Well, thanks to the research that went into this show and book, Oprah has a few more ancestors’ names to speak.  And with a bit of luck, her story will inspire a fresh wave of family historians, and for that, we can all be grateful.  Here’s hoping that the newcomers include some of those distant cousins you’ve been searching for!

Megan Smolenyak Smolenyak, co-author (with Ann Turner) of Trace Your Roots with DNA: Using Genetic Tests to Explore Your Family Tree (as well as In Search of Our Ancestors, Honoring Our Ancestors and They Came to America), can be contacted through http:// http://rootstelevision.com/blogs/megans-rootsworld.html and www.honoringourancestors.com.

Upcoming Events Where Megan Will Be Speaking

  • Haddon Fortnightly
    (February 13, 2007, Haddonfield, NJ)
  • DuPage County Genealogy Society Conference
    (February 24, 2007, St. Charles, IL)
  • Enoch Pratt Free Library
    (March 17, 2007, Baltimore, MD)
  • Wisconsin State Genealogical Society Gene-a-Rama
    (April 13-14, 2007, Oconomowoc, WI)
  • New England Historic Genealogical Society
    (April 21, 2007, Boston, MA)
  • The New England Regional Genealogical Consortium Conference
    (April 26-29, 2007, Hartford, CT)

Details and links to upcoming events

 

8 thoughts on “Honoring Our Ancestors: Finding Oprah’s Roots on January 24th

  1. I have to wait until April before the Albuquerque station airs the PBS special.

    None-the-less, I’m purchasing the text at my earliest convenience. Thank you for your informed review!

    Peace,
    “Guided by the Ancestors”

  2. Please do a artical on determining relationships. ie 7th
    cousin once removed,etc. I once saw such an article that contained such information in the monthly or weekly ancestry
    but no longer can find it. thanks!

  3. I HAVE BEEN DOING GENEALOGY FOR AGES AND RIGHT NOW AM WORKING ON RESEARCHFOR TWO FORMER SLAVE FAMILIES- i LOVED THIS SPECIAL. PLEASE DO MORE.

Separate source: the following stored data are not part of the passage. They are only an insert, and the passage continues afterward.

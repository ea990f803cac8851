//! Dispatch adapters — how a claimed step's prompt is actually executed.

pub mod chat_completion;
pub mod cli_subprocess;
pub mod registry;

pub use chat_completion::{ChatCompletionDispatcher, ChatDispatcherConfig};
pub use cli_subprocess::{CliSubprocessConfig, CliSubprocessDispatcher};
pub use registry::DispatcherRegistry;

  4. It would have been nice to have seen this program. However it apparently aired on Jan 24. And I received the information on Jan 29 in the digest. Not helpful.

  5. I viewed Oprah’s Roots. While it was enertaining, it did not go any futher in the researching of her family than was previously done, with the exception of giving her the names of tribes she came from in place of the Zulu she has always claimed. When I first saw this statement in Newsweek Magazine as she stood in the midst of thousands of South Africans claiming “I am Zulu”, I remarked to one of the classes I teach, “Oprah, by this statement with no DNA or research (she claims she was told this) and being the powerful woman she is, has done a big disservice to us African American Genealogist who know, there is no truth without proof. This show did very little to dispell this notion. She still knows very little about her families. Her comments are retorical.

  6. I have watched Oprah’s show for decades, subscribe to her magazine, ect. Since I have started researching my ancestors this year, I was very interested in seeing “Oprah’s Roots”. I have an unsettled, empty, feeling in my gut about the ancestor that were skipped over. The white ancestor, which I think was a Presley. Can’t express how I feel about that??? Did the book cover this ancestor?